Opposition parties say doctor fee cuts will mean longer wait times
Keith Leslie, The Canadian Press
Published Thursday, October 1, 2015 1:20PM EDT
Last Updated Thursday, October 1, 2015 1:42PM EDT
TORONTO -- Cuts to doctors' fees that took effect Thursday triggered dire warnings from Ontario physicians and the opposition parties about longer wait times for patients.
The Ontario government has cut funding for physician services by a total of 6.9 per cent since February, "which includes across-the-board cuts and a number of targeted cuts that affect specific specialties," said OMA president Dr. Michael Toth.
"These short-sighted cuts to physician services will result in longer wait-times and reduce the access to care for Ontario's patients," he said.
Progressive Conservative Leader Patrick Brown told the legislature the Liberals took $235 million from "patient care" by cutting the fees paid to doctors, and have trimmed over $800 million from health-care spending this year.
"That means longer wait times and less access to care in Ontario," said Brown. "How does the premier explain to the single, working mother forced to sit in the emergency room all night because she can't get a doctor for her child? How can they justify that?"
The New Democrats said the government needs to recognize that doctors should be properly compensated for the care they provide.
"This government is bound and determined to paint every single physician in this province as money hungry and opportunistic, and this is wrong," said NDP health critic France Gelinas.
The government insisted there are no cuts to patient care in its latest round of fee cuts for physicians.
Health Minister Eric Hoskins said Ontario doctors -- who make an average of $368,000 a year -- are the highest paid in Canada, and are being asked to take a small fee cut to help free up money for other health-care needs.

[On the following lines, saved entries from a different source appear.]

//! Turns a body descriptor into the parameters, raw text and file
//! attachments handed to the execution engine
//!
//! Form-like bodies (`Form Data`, `WWW_FORM`, `BINARY`) become a filtered
//! parameter list plus file attachments. Every other body becomes a single
//! raw parameter, optionally regenerated from its JSON schema or
//! materialized through the evaluator first.

use std::path::PathBuf;

use serde::Serialize;
use tracing::{debug, instrument};

use crate::body::{Body, KeyValue};
use crate::error::{BoxError, Error, ErrorKind, Result};
use crate::json::{from_json_str, to_json_pretty};
use crate::store::FileStore;
use crate::template::{materialize, Evaluator};
use crate::xml;

/// Produces example text from a JSON schema
pub trait SchemaGenerator {
    fn generate(&self, schema: &serde_json::Value) -> std::result::Result<String, BoxError>;
}

impl<F> SchemaGenerator for F
where
    F: Fn(&serde_json::Value) -> std::result::Result<String, BoxError>,
{
    fn generate(&self, schema: &serde_json::Value) -> std::result::Result<String, BoxError> {
        self(schema)
    }
}

/// A request parameter in body order
#[derive(Clone, Debug, PartialEq, Eq, Serialize)]
pub struct Parameter {
    pub name: String,
    pub value: String,
    pub encode: bool,
}

impl Parameter {
    fn from_entry(kv: &KeyValue) -> Self {
        Self {
            name: kv.name.clone().unwrap_or_default(),
            value: kv.value.clone().unwrap_or_default(),
            encode: kv.encode,
        }
    }

    fn raw(value: String) -> Self {
        Self {
            name: String::new(),
            value,
            encode: false,
        }
    }
}

/// A file sent as part of a multipart body
#[derive(Clone, Debug, PartialEq, Eq, Serialize)]
#[serde(rename_all = "camelCase")]
pub struct FileAttachment {
    pub path: PathBuf,
    pub field_name: String,
    pub content_type: Option<String>,
}

/// Everything the execution engine needs to send a body
#[derive(Clone, Debug, Default, PartialEq, Eq, Serialize)]
#[serde(rename_all = "camelCase")]
pub struct AssembledBody {
    pub parameters: Vec<Parameter>,
    pub attachments: Vec<FileAttachment>,
    /// Files are attached, send as multipart
    pub multipart: bool,
    /// The single parameter is the raw body
    pub raw_body: bool,
}

impl AssembledBody {
    /// The raw body text, if this is a raw body
    pub fn raw(&self) -> Option<&str> {
        if !self.raw_body {
            return None;
        }
        self.parameters.first().map(|p| p.value.as_str())
    }
}

/// Payload assembler with its collaborators injected at construction
///
/// Holds no mutable state; one instance can serve concurrent callers when
/// the collaborators allow it.
#[derive(Clone, Debug)]
pub struct Assembler<E, S, F> {
    evaluator: E,
    schema_generator: S,
    file_store: F,
    xml: xml::Config,
}

impl<E, S, F> Assembler<E, S, F>
where
    E: Evaluator,
    S: SchemaGenerator,
    F: FileStore,
{
    pub fn new(evaluator: E, schema_generator: S, file_store: F) -> Self {
        Self {
            evaluator,
            schema_generator,
            file_store,
            xml: xml::Config::default(),
        }
    }

    /// Parser configuration used for templated XML raw bodies
    pub fn with_xml_config(mut self, config: xml::Config) -> Self {
        self.xml = config;
        self
    }

    /// Assemble the body of one request
    ///
    /// `request_id` names file fields whose entry has no name. The
    /// descriptor is not validated here and never modified.
    #[instrument(level = "debug", skip(self, body), fields(body_type = ?body.body_type))]
    pub fn assemble(&self, body: &Body, request_id: &str) -> Result<AssembledBody> {
        if body.is_kv() {
            self.assemble_form(body, request_id)
        } else {
            let raw = self.render_raw(body)?;
            debug!(bytes = raw.len(), "assembled raw body");
            Ok(AssembledBody {
                parameters: vec![Parameter::raw(raw)],
                attachments: Vec::new(),
                multipart: false,
                raw_body: true,
            })
        }
    }

    fn assemble_form(&self, body: &Body, request_id: &str) -> Result<AssembledBody> {
        let binary: &[KeyValue] = if body.is_binary() { &body.binary } else { &[] };
        let parameters: Vec<Parameter> = body
            .kvs
            .iter()
            .chain(binary)
            .filter(|kv| kv.enable && kv.is_valid())
            .map(Parameter::from_entry)
            .collect();

        let store = &self.file_store;
        let attachments = body
            .kvs
            .iter()
            .chain(&body.binary)
            .filter(|kv| kv.is_file() && kv.enable)
            .flat_map(|kv| {
                kv.files.iter().map(move |file| -> Result<FileAttachment> {
                    Ok(FileAttachment {
                        path: store.resolve(file)?,
                        field_name: kv.name.clone().unwrap_or_else(|| request_id.to_string()),
                        content_type: kv.content_type.clone(),
                    })
                })
            })
            .collect::<Result<Vec<_>>>()?;

        debug!(
            parameters = parameters.len(),
            attachments = attachments.len(),
            "assembled form body"
        );
        Ok(AssembledBody {
            multipart: !attachments.is_empty(),
            parameters,
            attachments,
            raw_body: false,
        })
    }

    fn render_raw(&self, body: &Body) -> Result<String> {
        let Some(schema) = body.json_schema.as_ref().filter(|_| body.is_templated()) else {
            return Ok(body.raw.clone());
        };

        if body.is_schema_driven() {
            debug!("generating raw body from json schema");
            return self
                .schema_generator
                .generate(schema)
                .map_err(|source| Error::new(ErrorKind::SchemaGeneration).with_source(source));
        }

        let tree = if body.raw.trim_start().starts_with('<') {
            debug!(format = %body.format, "materializing xml raw body");
            xml::parse_with_config(&body.raw, self.xml)?
        } else {
            debug!(format = %body.format, "materializing json raw body");
            from_json_str(&body.raw)?
        };
        let tree = materialize(&tree, &self.evaluator)?;
        Ok(to_json_pretty(&tree))
    }
}
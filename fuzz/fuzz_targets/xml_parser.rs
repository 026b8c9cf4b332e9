#![no_main]
use libfuzzer_sys::fuzz_target;

fuzz_target!(|data: &[u8]| {
    if let Ok(s) = std::str::from_utf8(data) {
        let _ = bodykit::from_xml_str(s);
    }
});
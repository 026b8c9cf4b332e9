use criterion::{criterion_group, criterion_main, Criterion};
use std::hint::black_box;

use bodykit::{Assembler, Body, BodyFileDir, BodyType, BoxError, FileRef, KeyValue};

fn upper(text: &str) -> Result<String, BoxError> {
    Ok(text.to_uppercase())
}

fn no_schema(_: &serde_json::Value) -> Result<String, BoxError> {
    Ok("{}".to_string())
}

fn bench_form(c: &mut Criterion) {
    let assembler = Assembler::new(upper, no_schema, BodyFileDir::new("/body"));
    let mut body = Body::new(BodyType::FormData);
    body.kvs = (0..20)
        .map(|i| KeyValue::new(format!("field{i}"), format!("value{i}")))
        .collect();
    body.kvs
        .push(KeyValue::file("upload", vec![FileRef::new("f1", "x.png")]));

    c.bench_function("bodykit_assemble_form", |b| {
        b.iter(|| assembler.assemble(black_box(&body), "req"))
    });
}

fn bench_templated(c: &mut Criterion) {
    let assembler = Assembler::new(upper, no_schema, BodyFileDir::new("/body"));
    let mut body = Body::raw(
        BodyType::Json,
        r#"{"user":{"name":"alice","roles":{"primary":"admin"}},"note":"hello"}"#,
    );
    body.format = "JSON".to_string();
    body.json_schema = Some(serde_json::json!({}));

    c.bench_function("bodykit_assemble_templated_json", |b| {
        b.iter(|| assembler.assemble(black_box(&body), "req"))
    });
}

criterion_group!(benches, bench_form, bench_templated);
criterion_main!(benches);
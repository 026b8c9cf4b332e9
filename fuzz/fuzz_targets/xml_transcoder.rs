#![no_main]
use libfuzzer_sys::fuzz_target;

fuzz_target!(|data: &[u8]| {
    if let Ok(s) = std::str::from_utf8(data) {
        if let Ok(json) = bodykit::xml_to_json(s) {
            let _ = bodykit::json_to_xml(&json);
        }
    }
});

"We've got difficult decisions to make in terms of investing in home and community care, mental health services, cancer care," said Hoskins.
"So we've asked our physicians to help us create a sustainable budget, to accept slightly less, a modest decrease in what we pay them for services, so that we can continue to invest in those other priorities."
The OMA said the government's fee cuts come as the number of new patients in Ontario jumps by 140,000 every year with a growing and aging population, and an estimated 800,000 Ontarians still don't have a family doctor.
The doctors' lobby group said many physicians have threatened to leave the province to work in other jurisdictions, but Hoskins wasn't worried.
"I'm not sure why they would close their practice or why they would suggest that perhaps wait times might increase or that somehow access would be affected," he said. "We're continuing to pay physicians for every service that they provide. We're just paying them slightly less."
Hoskins said the province and the OMA went through a year of negotiations including mediation and conciliation before the government opted to impose a new contract because the doctors' didn't like the ruling from conciliator Warren Winkler, Ontario's former chief justice.
"He recommended to the OMA that they accept out fair offer," said Hoskins. "The OMA decided to reject the offer and the recommendation of Judge Winkler. We're implementing his recommendations."